World Journal of Nuclear Science and Technology
Vol.4 No.2(2014), Article ID:44748,6 pages DOI:10.4236/wjnst.2014.42009

Tandem Mirror Experiment for Basic Fusion Science

Wendell Horton1, Igor Alvarado2, Xiangrong Fu3, Alexei Bekemishev4

1Institute for Fusion Studies, The University of Texas at Austin, Austin, USA

2National Instruments Corporation, Austin, USA

3Los Alamos National Laboratory, Los Alamos, USA

4Budker Institute of Nuclear Physics, Siberian Branch of the Russian Academy of Sciences, Novosibirsk, Russia


Copyright © 2014 by authors and Scientific Research Publishing Inc.

This work is licensed under the Creative Commons Attribution International License (CC BY).

Received 27 November 2013; revised 3 January 2014; accepted 15 January 2014


Research on controlled nuclear fusion has been largely concentrated on plasma confinement using toroidal magnetic fields. Toroidal systems are complex. A simpler magnetic confinement system may provide a valuable platform for understanding fusion plasmas. The linear mirror machine has delivered good performance with the potential of giving a direct conversion of nuclear energy into electric power. The GAMMA-10 (G-10) linear mirror confinement system at Tsukuba University demonstrated the principle of the direct conversion of plasma energy into electric power on a small scale from the exhaust plasma in the exterior divertor chamber. The tokamak fusion system has to prove that the 10 to 15 MA of plasma current can be sustained continuously with acceptable efficiency. Plasma confinement is due to the magnetic field from the plasma current in tokamaks. There is room for creative new solutions in the magnetic confinement of fusion plasmas, and consideration is given for the alternative approach of using a linear machine with high magnetic mirror fields and the direct conversion of the high temperature escaping plasma to electric power.

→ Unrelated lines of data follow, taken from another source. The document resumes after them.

//! Invoice lines and the ordered collection that owns them.

use serde::Serialize;

use super::config::ValidationConfig;
use super::error::{SectionResult, ValidationError};
use super::section::InvoiceSection;
use super::types::{TaxCategory, is_non_negative, is_positive};
use super::xml::FragmentWriter;

/// Sales tax rate applied to new lines until changed.
pub const DEFAULT_TAX_PERCENT: f64 = 16.0;

/// Unit code applied to new lines until changed (piece).
pub const DEFAULT_UNIT_CODE: &str = "PCE";

/// A single invoice line.
///
/// Created through [`InvoiceItems::add_item`]. Monetary amounts are plain
/// `f64` and are never rounded before rendering.
#[derive(Debug, Clone)]
pub struct LineItem {
    id: String,
    quantity: Option<f64>,
    unit_price: Option<f64>,
    discount: f64,
    description: Option<String>,
    tax_category: TaxCategory,
    tax_percent: f64,
    unit_code: String,
    config: ValidationConfig,
}

/// Snapshot of a line's stored fields.
#[derive(Debug, Clone, PartialEq, Serialize)]
pub struct LineItemValues {
    pub id: String,
    pub quantity: Option<f64>,
    pub unit_price: Option<f64>,
    pub discount: f64,
    pub description: Option<String>,
    pub tax_category: TaxCategory,
    pub tax_percent: f64,
    pub unit_code: String,
}

impl LineItem {
    pub fn new(id: impl Into<String>, config: ValidationConfig) -> Self {
        Self {
            id: id.into(),
            quantity: None,
            unit_price: None,
            discount: 0.0,
            description: None,
            tax_category: TaxCategory::Standard,
            tax_percent: DEFAULT_TAX_PERCENT,
            unit_code: DEFAULT_UNIT_CODE.to_string(),
            config,
        }
    }

    pub fn id(&self) -> &str {
        &self.id
    }

    pub fn set_quantity(&mut self, quantity: f64) -> SectionResult<&mut Self> {
        if self.config.enabled && !is_positive(quantity) {
            return Err(self.error("quantity", "Quantity must be greater than 0"));
        }
        self.quantity = Some(quantity);
        Ok(self)
    }

    pub fn set_unit_price(&mut self, price: f64) -> SectionResult<&mut Self> {
        if self.config.enabled && !is_non_negative(price) {
            return Err(self.error("unit_price", "Unit price cannot be negative"));
        }
        self.unit_price = Some(price);
        Ok(self)
    }

    /// Set the discount amount for the whole line.
    ///
    /// With validation enabled the quantity and unit price must already be
    /// set, because the discount may not exceed their product.
    pub fn set_discount(&mut self, discount: f64) -> SectionResult<&mut Self> {
        if self.config.enabled {
            if !is_non_negative(discount) {
                return Err(self.error("discount", "Discount amount cannot be negative"));
            }
            if discount > self.amount_before_discount()? {
                return Err(self.error("discount", "Discount cannot be greater than total amount"));
            }
        }
        self.discount = discount;
        Ok(self)
    }

    pub fn set_description(&mut self, description: impl Into<String>) -> &mut Self {
        self.description = Some(description.into());
        self
    }

    pub fn set_unit_code(&mut self, unit_code: impl Into<String>) -> &mut Self {
        self.unit_code = unit_code.into();
        self
    }

    /// Set the tax category.
    ///
    /// Standard rate requires a positive percentage. The other categories
    /// always carry 0 % and ignore `percent`. These rules hold whether or
    /// not validation is enabled.
    pub fn set_tax_category(
        &mut self,
        category: TaxCategory,
        percent: Option<f64>,
    ) -> SectionResult<&mut Self> {
        let percent = match category {
            TaxCategory::Standard => match percent {
                None => {
                    return Err(self.error(
                        "tax_percent",
                        "Tax percentage is required for standard rate category",
                    ));
                }
                Some(p) if !is_positive(p) => {
                    return Err(self.error("tax_percent", "Invalid tax rate for standard category"));
                }
                Some(p) => p,
            },
            TaxCategory::ZeroRated | TaxCategory::Exempt => 0.0,
        };
        self.tax_category = category;
        self.tax_percent = percent;
        Ok(self)
    }

    /// Set the tax category from its code letter (`S`, `O` or `Z`).
    pub fn set_tax_category_code(
        &mut self,
        code: &str,
        percent: Option<f64>,
    ) -> SectionResult<&mut Self> {
        let category = code.parse::<TaxCategory>()?;
        self.set_tax_category(category, percent)
    }

    /// Standard rate at `percent`.
    pub fn tax(&mut self, percent: f64) -> SectionResult<&mut Self> {
        self.set_tax_category(TaxCategory::Standard, Some(percent))
    }

    /// Zero rated at 0 %.
    pub fn zero_tax(&mut self) -> &mut Self {
        self.tax_category = TaxCategory::ZeroRated;
        self.tax_percent = 0.0;
        self
    }

    /// Exempt at 0 %.
    pub fn tax_exempted(&mut self) -> &mut Self {
        self.tax_category = TaxCategory::Exempt;
        self.tax_percent = 0.0;
        self
    }

    pub fn quantity(&self) -> Option<f64> {
        self.quantity
    }

    pub fn unit_price(&self) -> Option<f64> {
        self.unit_price
    }

    pub fn discount(&self) -> f64 {
        self.discount
    }

    pub fn description(&self) -> Option<&str> {
        self.description.as_deref()
    }

    pub fn tax_category(&self) -> TaxCategory {
        self.tax_category
    }

    pub fn tax_percent(&self) -> f64 {
        self.tax_percent
    }

    pub fn unit_code(&self) -> &str {
        &self.unit_code
    }

    /// `quantity × unit price`.
    pub fn amount_before_discount(&self) -> SectionResult<f64> {
        let quantity = self
            .quantity
            .ok_or_else(|| ValidationError::required(self.field("quantity"), "Quantity"))?;
        let unit_price = self
            .unit_price
            .ok_or_else(|| ValidationError::required(self.field("unit_price"), "Unit price"))?;
        Ok(quantity * unit_price)
    }

    /// Amount before discount minus the discount.
    pub fn amount_after_discount(&self) -> SectionResult<f64> {
        Ok(self.amount_before_discount()? - self.discount)
    }

    /// Tax exclusive amount used for document totals (before discount).
    pub fn tax_exclusive_amount(&self) -> SectionResult<f64> {
        self.amount_before_discount()
    }

    /// Tax on the discounted amount; zero unless standard rated.
    pub fn tax_amount(&self) -> SectionResult<f64> {
        let base = self.amount_after_discount()?;
        Ok(match self.tax_category {
            TaxCategory::Standard => base * self.tax_percent / 100.0,
            TaxCategory::ZeroRated | TaxCategory::Exempt => 0.0,
        })
    }

    pub fn tax_inclusive_amount(&self) -> SectionResult<f64> {
        Ok(self.amount_after_discount()? + self.tax_amount()?)
    }

    pub fn values(&self) -> LineItemValues {
        LineItemValues {
            id: self.id.clone(),
            quantity: self.quantity,
            unit_price: self.unit_price,
            discount: self.discount,
            description: self.description.clone(),
            tax_category: self.tax_category,
            tax_percent: self.tax_percent,
            unit_code: self.unit_code.clone(),
        }
    }

    fn field(&self, name: &str) -> String {
        format!("items.{}.{name}", self.id)
    }

    fn error(&self, name: &str, message: &str) -> ValidationError {
        ValidationError::new(self.field(name), message)
    }
}

impl InvoiceSection for LineItem {
    fn validate_section(&self) -> SectionResult<()> {
        if !self.config.enabled {
            return Ok(());
        }
        let before = self.amount_before_discount()?;
        if self
            .description
            .as_deref()
            .is_none_or(|d| d.trim().is_empty())
        {
            return Err(ValidationError::required(self.field("description"), "Item description"));
        }
        if !self.quantity.is_some_and(is_positive) {
            return Err(self.error("quantity", "Quantity must be greater than 0"));
        }
        if !self.unit_price.is_some_and(is_non_negative) {
            return Err(self.error("unit_price", "Unit price cannot be negative"));
        }
        if !is_non_negative(self.discount) {
            return Err(self.error("discount", "Discount amount cannot be negative"));
        }
        if self.discount > before {
            return Err(self.error("discount", "Discount cannot be greater than total amount"));
        }
        Ok(())
    }

    fn to_xml(&self) -> SectionResult<String> {
        let quantity = self
            .quantity
            .ok_or_else(|| ValidationError::required(self.field("quantity"), "Quantity"))?;
        let unit_price = self
            .unit_price
            .ok_or_else(|| ValidationError::required(self.field("unit_price"), "Unit price"))?;
        let tax_amount = self.tax_amount()?;
        let percent = format!("{:.2}", self.tax_percent);

        let mut w = FragmentWriter::new();
        w.start_element("cac:InvoiceLine")?;
        w.text_element("cbc:ID", &self.id)?;
        w.quantity_element("cbc:InvoicedQuantity", quantity, &self.unit_code)?;
        w.amount_element("cbc:LineExtensionAmount", self.amount_after_discount()?)?;

        w.start_element("cac:TaxTotal")?;
        w.amount_element("cbc:TaxAmount", tax_amount)?;
        w.amount_element("cbc:RoundingAmount", self.tax_inclusive_amount()?)?;
        w.start_element("cac:TaxSubtotal")?;
        w.amount_element("cbc:TaxAmount", tax_amount)?;
        w.start_element("cac:TaxCategory")?;
        w.text_element_with_attrs(
            "cbc:ID",
            self.tax_category.code(),
            &[("schemeAgencyID", "6"), ("schemeID", "UN/ECE 5305")],
        )?;
        w.text_element("cbc:Percent", &percent)?;
        w.start_element("cac:TaxScheme")?;
        w.text_element_with_attrs(
            "cbc:ID",
            "VAT",
            &[("schemeAgencyID", "6"), ("schemeID", "UN/ECE 5153")],
        )?;
        w.end_element("cac:TaxScheme")?;
        w.end_element("cac:TaxCategory")?;
        w.end_element("cac:TaxSubtotal")?;
        w.end_element("cac:TaxTotal")?;

        w.start_element("cac:Item")?;
        w.text_element("cbc:Name", self.description.as_deref().unwrap_or_default())?;
        w.end_element("cac:Item")?;

        w.start_element("cac:Price")?;
        w.amount_element("cbc:PriceAmount", unit_price)?;
        w.start_element("cac:AllowanceCharge")?;
        w.text_element("cbc:ChargeIndicator", "false")?;
        w.text_element("cbc:AllowanceChargeReason", "DISCOUNT")?;
        w.amount_element("cbc:Amount", self.discount)?;
        w.end_element("cac:AllowanceCharge")?;
        w.end_element("cac:Price")?;
        w.end_element("cac:InvoiceLine")?;
        w.into_fragment()
    }

    fn apply_config(&mut self, config: ValidationConfig) {
        self.config = config;
    }

    fn config(&self) -> ValidationConfig {
        self.config
    }
}

/// Ordered, id-keyed collection of invoice lines.
#[derive(Debug, Clone, Default)]
pub struct InvoiceItems {
    items: Vec<LineItem>,
    config: ValidationConfig,
}

impl InvoiceItems {
    pub fn new(config: ValidationConfig) -> Self {
        Self {
            items: Vec::new(),
            config,
        }
    }

    /// Register a new line and return it for configuration.
    ///
    /// With validation enabled a repeated id is rejected. With validation
    /// disabled the existing line is replaced in place, keeping its position.
    pub fn add_item(&mut self, id: impl Into<String>) -> SectionResult<&mut LineItem> {
        let id = id.into();
        let item = LineItem::new(id.clone(), self.config);
        match self.items.iter().position(|i| i.id == id) {
            Some(_) if self.config.enabled => Err(ValidationError::new(
                "items",
                format!("Item with ID {id} already exists"),
            )),
            Some(pos) => {
                self.items[pos] = item;
                Ok(&mut self.items[pos])
            }
            None => {
                self.items.push(item);
                let last = self.items.len() - 1;
                Ok(&mut self.items[last])
            }
        }
    }

    pub fn get(&self, id: &str) -> Option<&LineItem> {
        self.items.iter().find(|i| i.id == id)
    }

    pub fn get_mut(&mut self, id: &str) -> Option<&mut LineItem> {
        self.items.iter_mut().find(|i| i.id == id)
    }

    /// Lines in insertion order.
    pub fn iter(&self) -> impl Iterator<Item = &LineItem> {
        self.items.iter()
    }

    pub fn len(&self) -> usize {
        self.items.len()
    }

    pub fn is_empty(&self) -> bool {
        self.items.is_empty()
    }

    /// Sum of tax exclusive amounts (before discount).
    pub fn tax_exclusive_total(&self) -> SectionResult<f64> {
        self.items.iter().map(LineItem::tax_exclusive_amount).sum()
    }

    pub fn tax_total(&self) -> SectionResult<f64> {
        self.items.iter().map(LineItem::tax_amount).sum()
    }

    pub fn discount_total(&self) -> f64 {
        self.items.iter().map(LineItem::discount).sum()
    }

    pub fn values(&self) -> Vec<LineItemValues> {
        self.items.iter().map(LineItem::values).collect()
    }
}

impl InvoiceSection for InvoiceItems {
    fn validate_section(&self) -> SectionResult<()> {
        if !self.config.enabled {
            return Ok(());
        }
        if self.items.is_empty() {
            return Err(ValidationError::new("items", "At least one invoice item is required"));
        }
        self.items.iter().try_for_each(LineItem::validate_section)
    }

    fn to_xml(&self) -> SectionResult<String> {
        if self.config.enabled && self.items.is_empty() {
            return Err(ValidationError::new("items", "At least one invoice item is required"));
        }
        let fragments = self
            .items
            .iter()
            .map(LineItem::to_xml)
            .collect::<SectionResult<Vec<_>>>()?;
        Ok(fragments.join("\n"))
    }

    fn apply_config(&mut self, config: ValidationConfig) {
        self.config = config;
        for item in &mut self.items {
            item.apply_config(config);
        }
    }

    fn config(&self) -> ValidationConfig {
        self.config
    }
}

Keywords:Controlled Nuclear Fusion, Plasma Confinement, Toroidal Magnetic Fields, GAMMA-10, Gas Dynamic Trap

1. Introduction to Tandem Mirror Plasma Science

The technologies (diagnostics, real-time controls, material radiation limits) are simpler in the open mirror magnetic confinement system. The linear confinement system has lower technological challenges. For example, the Earth’s magnetosphere is a mirror confinement system that traps relativistic electrons for months. Our fundamental understanding of plasma confinement in the tandem mirror system is rudimentary owing to the lack of funding for the mirror research since the 1980s. At that time the US-Department of Energy support for mirror research program was terminated with the understanding that the tokamak would produce fusion power within 20 to 30 years. Japan and Russia continued to pursue a vigorous mirror research program with the construction of the G-10 device in Tsukuba, Japan and the Gas Dynamic Trap (GDT) in Novosibirsk, Russia. Important advances have been made in the past ten years from these two large, magnetic fusion plasma confinement devices.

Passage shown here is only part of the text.